En pratique, cela signifie que l’impact environnemental sera réduit puisque la bonne quantité d’intrants sera utilisée. Par ailleurs, les coûts généraux seront aussi moins élevés en raison d’une moindre dose d’intrants.
États membres et innovation
Dans ses nouvelles propositions pour la PAC, la Commission laisse plus de marge de manœuvre aux États membres pour élaborer leurs stratégies nationales en fonction de leurs besoins spécifiques. Cette approche sur mesure a alimenté le débat sur une tentative de « renationalisation », ce que nie officiellement l’exécutif.
Dans une interview avec Euractiv Roumanie, le commissaire européen à l’Agriculture, Phil Hogan, indique que dans la future PAC, les États membres et non la Commission européenne dirigeront plus précisément le soutien financier à l’innovation et la numérisation de l’agriculture.
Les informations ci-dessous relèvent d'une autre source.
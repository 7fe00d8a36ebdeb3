//! Smartcam Geom -- planar geometry for the smartcam visualizer effects.
//!
//! Points, vectors, affine transforms and Bezier paths come from `kurbo`,
//! which this crate re-exports. On top of it the crate adds what the
//! rendering effects share: 8-bit colors, the [`Outline`](outline::Outline)
//! shapes an effect hands to a surface, and the pie constructor that speaks
//! the view's angle convention.
//!
//! # Quick Start
//!
//! ```
//! use smartcam_geom::prelude::*;
//!
//! // A pie slice of radius 10, opening 90 degrees around the +x axis.
//! let pie = Outline::pie(10.0, -45.0, 90.0);
//!
//! // Move it to view pixel (100, 50) at zoom 2.
//! let transform = Affine::translate((100.0, 50.0)) * Affine::scale(2.0);
//! let shape = pie.transformed(transform);
//!
//! let path = shape.to_path();
//! assert_eq!(path.elements()[0], PathEl::MoveTo(Point::new(100.0, 50.0))); // pie apex
//! ```

#![deny(unsafe_code)]

pub mod color;
pub mod outline;

pub use kurbo;

// ---------------------------------------------------------------------------
// Prelude
// ---------------------------------------------------------------------------

/// Convenience re-exports for common usage.
pub mod prelude {
    pub use kurbo::{Affine, BezPath, Circle, CircleSegment, PathEl, Point, Rect, Shape, Vec2};

    pub use crate::color::Color;
    pub use crate::outline::{
        view_extent_deg, view_start_deg, Outline, TransformedShape, PATH_TOLERANCE,
    };
}
//! Integration tests for whole-frame rendering and frame snapshots.

use smartcam_effects::prelude::*;

fn presentation_frame() -> FrameRenderer {
    let mut frame = FrameRenderer::new();
    frame.push(PresentationRenderer::new());
    frame
}

fn snapshot_of(config: &SceneConfig, wormhole: &WormholeConfig) -> FrameSnapshot {
    let env = build_scene(config).unwrap();
    let wormhole = Wormhole2D::new(wormhole.clone()).unwrap();
    let mut surface = RecordingSurface::new();
    presentation_frame()
        .render(&mut surface, &env, &wormhole)
        .unwrap();
    FrameSnapshot::capture(&surface).unwrap()
}

#[test]
fn frame_counts_match_scene() {
    let config = SceneConfig::default();
    let snapshot = snapshot_of(&config, &WormholeConfig::default());

    assert_eq!(snapshot.fill_count(), config.cameras + config.objects);
    // Every camera has exactly one cone.
    assert_eq!(snapshot.stroke_count(), config.cameras);
}

#[test]
fn same_inputs_same_hash() {
    let a = snapshot_of(&SceneConfig::default(), &WormholeConfig::default());
    let b = snapshot_of(&SceneConfig::default(), &WormholeConfig::default());
    assert_eq!(a.hash, b.hash);
    assert_eq!(a, b);
}

#[test]
fn zoom_and_seed_change_the_hash() {
    let base = snapshot_of(&SceneConfig::default(), &WormholeConfig::default());
    let zoomed = snapshot_of(
        &SceneConfig::default(),
        &WormholeConfig {
            zoom: 2.0,
            ..Default::default()
        },
    );
    let reseeded = snapshot_of(
        &SceneConfig {
            seed: 1,
            ..Default::default()
        },
        &WormholeConfig::default(),
    );
    assert_ne!(base.hash, zoomed.hash);
    assert_ne!(base.hash, reseeded.hash);
}

#[test]
fn snapshot_survives_json_round_trip() {
    let snapshot = snapshot_of(&SceneConfig::default(), &WormholeConfig::default());
    let json = serde_json::to_string(&snapshot).unwrap();
    assert!(json.contains("\"op\":\"fill\""));
    assert!(json.contains("\"op\":\"stroke\""));

    let back: FrameSnapshot = serde_json::from_str(&json).unwrap();
    assert!(back.verify());
    assert_eq!(back.hash, snapshot.hash);
}

#[test]
fn markers_are_drawn_before_cones_per_node() {
    let config = SceneConfig {
        cameras: 3,
        objects: 0,
        wanted: 0,
        ..Default::default()
    };
    let snapshot = snapshot_of(&config, &WormholeConfig::default());
    let ops: Vec<bool> = snapshot.commands.iter().map(DrawCommand::is_fill).collect();
    assert_eq!(ops, vec![true, false, true, false, true, false]);
}

#[test]
fn legend_shows_green_presentation_entry() {
    let legend = presentation_frame().legend();
    assert_eq!(
        legend,
        vec![("draw for presentation".to_owned(), Color::GREEN)]
    );
}

#[test]
fn moving_a_node_moves_its_marker() {
    let mut env = build_scene(&SceneConfig {
        cameras: 0,
        objects: 1,
        wanted: 0,
        ..Default::default()
    })
    .unwrap();
    let wormhole = Wormhole2D::new(WormholeConfig::default()).unwrap();
    let frame = presentation_frame();

    env.move_node_to_position(NodeId(0), Point::new(10.0, 10.0))
        .unwrap();
    let mut surface = RecordingSurface::new();
    frame.render(&mut surface, &env, &wormhole).unwrap();

    let origin = surface.commands()[0].shape().transform.translation();
    assert_eq!(origin, Vec2::new(410.0, 290.0));
}

#[test]
fn stepped_scene_redraws_moved_objects_only() {
    use rand::SeedableRng;

    let config = SceneConfig {
        cameras: 2,
        objects: 3,
        wanted: 1,
        ..Default::default()
    };
    let mut env = build_scene(&config).unwrap();
    let wormhole = Wormhole2D::new(WormholeConfig::default()).unwrap();
    let frame = presentation_frame();

    let mut before = RecordingSurface::new();
    frame.render(&mut before, &env, &wormhole).unwrap();

    let stats = env.step(&mut rand_pcg::Pcg64::seed_from_u64(4));
    let mut after = RecordingSurface::new();
    frame.render(&mut after, &env, &wormhole).unwrap();

    // Cameras draw a marker and a cone, objects a marker: 2 * 2 commands
    // precede the objects' markers.
    assert_eq!(before.commands()[..4], after.commands()[..4]);
    let moved = before.commands()[4..]
        .iter()
        .zip(&after.commands()[4..])
        .filter(|(b, a)| b != a)
        .count();
    assert!(moved <= stats.moves);
    assert_eq!(after.commands().len(), before.commands().len());
}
« Le budget pour l’agriculture de précision dépend des besoins et des dotations budgétaires précises dans le cadre de l’enveloppe globale de la PAC que les États membres recevront », a-t-il souligné.
« L’expérience de la PAC actuelle, appliquée dans 28 États membres aux climats, méthodes de production et traditions différents, montre que Bruxelles ne peut plus déterminer ce qui doit être fait dans chaque État membre », a-t-il ajouté.
Dans ses propositions, la Commission a souligné le rôle des technologies dans la simplification des contrôles des exploitations agricoles ou la vérification, par exemple, de la rotation des cultures, l’une des exigences de la PAC afin de préserver la biodiversité et la santé des sols.
Les critiques suggèrent que sans une approche concrète à l’échelle de l’UE, les États membres ne se tourneront pas vers des solutions axées sur l’innovation.
Excès d’efforts sur le contrôle
En outre, on reproche à l’exécutif de se concentrer de manière disproportionnée sur les contrôles et non sur la digitalisation sur le terrain.
« Dans les propositions et les discussions actuelles de la PAC, nous observons davantage une politique utilisant la numérisation et les technologies de l’information pour faciliter l’observation et la conformité qu’une politique visant à stimuler l’adoption et l’application de ces techniques révolutionnaires en agriculture », a déclaré Yara, une multinationale d’engrais et de nutrition des plantes.
Pour Yara, l’agriculture de précision est une stratégie « gagnant-gagnant » d’un point de vue économique et écologique.
« Dans l’UE, il existe encore un énorme potentiel inexploité d’avantages liés à une utilisation plus large des outils de l’agriculture de précision. L’agriculture de précision fait partie intégrante de la PAC, qui évolue vers des mesures plus écologiques. »
Yara est convaincue que l’agriculture de précision profite aux agriculteurs et aux consommateurs, mais qu’elle devrait être mieux expliquée et comprise, un point de vue partagé par Bruno Tremblay de Bayer.
« Les décideurs politiques ne comprennent pas pleinement le lien entre l’agriculture numérique et la production durable », a-t-il récemment déclaré lors d’une interview avec Euractiv.
Mesures spécifiques
Yara propose un certain nombre de mesures qui pourraient aider à adopter plus rapidement des pratiques agricoles de précision.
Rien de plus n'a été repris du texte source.